Under the Nazi occupation of Poland during World War II, Jews were indiscriminately arrested, imprisoned, and killed. Christians who helped them hide or escape placed themselves in the same peril. Józef and Wiktoria Ulma, who, guided by the parable of the Good Samaritan, which was underlined in red ink in the family Bible, sheltered a Jewish family in their village of Markowa. As a result, in 1944, Józef, Wiktoria, and their seven small children – one not yet born – were murdered by the Nazis. This biography tells the story of the heroic virtue and sacrifice that led to their beatification.”

And the chapters in this little volume are:

A Family of No Importance
Poland: Land of Opportunity
The Summer of 1939
Life under Occupation
Operation Barbarossa
Ongoing Trauma and the Suppression of Memories

I highlighted numerous passages while reading this booklet. Some of them are:

“This is the story of a family – a mother and father, and their seven children all very small and one not yet born – who were of no importance in the eyes of the world. They lived their lives in an underdeveloped backwater of Central Europe, in a period of history when ideologies of hatred gained such widespread acceptance as to be considered normal and legitimate.

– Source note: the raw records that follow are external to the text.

//! Listener lifecycle.
//!
//! The accept loop spawns one handler task per connection. On shutdown it
//! stops accepting, grants in-flight handlers a bounded drain window, then
//! force-closes whatever remains by aborting the tasks (accounting guards
//! fire on abort, so counters stay balanced).

use std::sync::Arc;
use std::time::Duration;

use tokio::net::TcpListener;
use tokio::sync::broadcast;
use tokio::task::JoinSet;
use tokio_util::sync::CancellationToken;
use tracing::{info, warn};

use crate::connection::{handle_connection, ConnectionContext};
use crate::routing::RouteEvent;
use crate::scaler::DownScaler;

/// Accept Minecraft connections until shutdown, then drain.
pub async fn run_listener(
    listener: TcpListener,
    ctx: Arc<ConnectionContext>,
    shutdown: CancellationToken,
    drain_window: Duration,
) {
    let mut handlers = JoinSet::new();

    loop {
        tokio::select! {
            _ = shutdown.cancelled() => break,
            accepted = listener.accept() => {
                match accepted {
                    Ok((stream, peer)) => {
                        let ctx = Arc::clone(&ctx);
                        handlers.spawn(handle_connection(ctx, stream, peer));
                    }
                    Err(e) => {
                        warn!(error = %e, "accept failed");
                        continue;
                    }
                }
            }
        }
        // Reap whatever already finished so the set stays small.
        while handlers.try_join_next().is_some() {}
    }
    drop(listener);

    let remaining = handlers.len();
    if remaining > 0 {
        info!(in_flight = remaining, "draining connections");
        let drained = tokio::time::timeout(drain_window, async {
            while handlers.join_next().await.is_some() {}
        })
        .await;
        if drained.is_err() {
            warn!(
                in_flight = handlers.len(),
                "drain window expired, closing remaining connections"
            );
            handlers.abort_all();
            while handlers.join_next().await.is_some() {}
        }
    }
    info!("listener stopped");
}

/// Forward route-removal events to the down scaler so pending scale-down
/// timers for removed backends are canceled.
pub async fn run_route_event_bridge(
    mut events: broadcast::Receiver<RouteEvent>,
    scaler: Arc<DownScaler>,
    shutdown: CancellationToken,
) {
    loop {
        tokio::select! {
            _ = shutdown.cancelled() => return,
            event = events.recv() => match event {
                Ok(RouteEvent::Deleted { route, .. }) => {
                    if let Some(waker_id) = &route.waker_id {
                        scaler.on_route_removed(waker_id);
                    }
                }
                Ok(_) => {}
                Err(broadcast::error::RecvError::Lagged(skipped)) => {
                    warn!(skipped, "route event observer lagged");
                }
                Err(broadcast::error::RecvError::Closed) => return,
            }
        }
    }
}

#[cfg(test)]
mod tests {
    use super::*;
    use crate::routing::{Route, RouteStore, RouteTable};
    use crate::wake::{Waker, WakerRegistry};
    use async_trait::async_trait;
    use std::sync::atomic::{AtomicUsize, Ordering};

    struct CountingWaker {
        sleeps: AtomicUsize,
    }

    #[async_trait]
    impl Waker for CountingWaker {
        async fn wake(&self) -> anyhow::Result<()> {
            Ok(())
        }
        async fn sleep(&self) -> anyhow::Result<()> {
            self.sleeps.fetch_add(1, Ordering::SeqCst);
            Ok(())
        }
    }

    #[tokio::test(start_paused = true)]
    async fn test_route_removal_cancels_pending_scale_down() {
        let waker = Arc::new(CountingWaker {
            sleeps: AtomicUsize::new(0),
        });
        let registry = Arc::new(WakerRegistry::new());
        registry.insert("lobby".to_string(), Arc::clone(&waker) as Arc<dyn Waker>);
        let scaler = Arc::new(DownScaler::new(
            Arc::clone(&registry),
            Duration::from_secs(60),
            true,
        ));
        let table = Arc::new(RouteTable::new(false));
        let shutdown = CancellationToken::new();

        tokio::spawn(run_route_event_bridge(
            table.subscribe(),
            Arc::clone(&scaler),
            shutdown.clone(),
        ));

        table.set(
            "mc.example.com",
            Route::with_waker("10.0.0.5:25565", "lobby"),
        );
        scaler.on_connected("lobby");
        scaler.on_disconnected("lobby");

        table.delete("mc.example.com");
        // Give the bridge task a chance to observe the event.
        tokio::time::sleep(Duration::from_millis(10)).await;

        // The pending timer was canceled; the sleeper never fires.
        tokio::time::sleep(Duration::from_secs(600)).await;
        assert_eq!(waker.sleeps.load(Ordering::SeqCst), 0);
        shutdown.cancel();
    }
}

Under the power of those ideologies countless numbers of people made choices which led them into horrifying depths of evil and brought suffering and death to millions of others.”

“Even if we can’t fully grasp the why and the how of it all, we do need to know about what happened. A firm consensus against permitting those terrible crimes to be forgotten and swept under the carpet provides a safeguard against letting them happen again. It is also a way of showing respect, something we owe to the dead.”

“Their story is nevertheless a bright light shining in the darkness. Through it God is saying to us something the world cannot hear. That each and every human person is infinitely precious in his sight. And that he designed us to be born and grow up in families, profoundly bound up with one another so that even in our fallen condition we might come to understand something of how truly precious each person is. The Ulmas didn’t have advanced degrees in theology, but they absolutely knew all this in their hearts. This is why the Church recognises them as having given their lives for the sake of the Gospel: as martyrs, slain by the forces of evil out of hatred for the Faith.”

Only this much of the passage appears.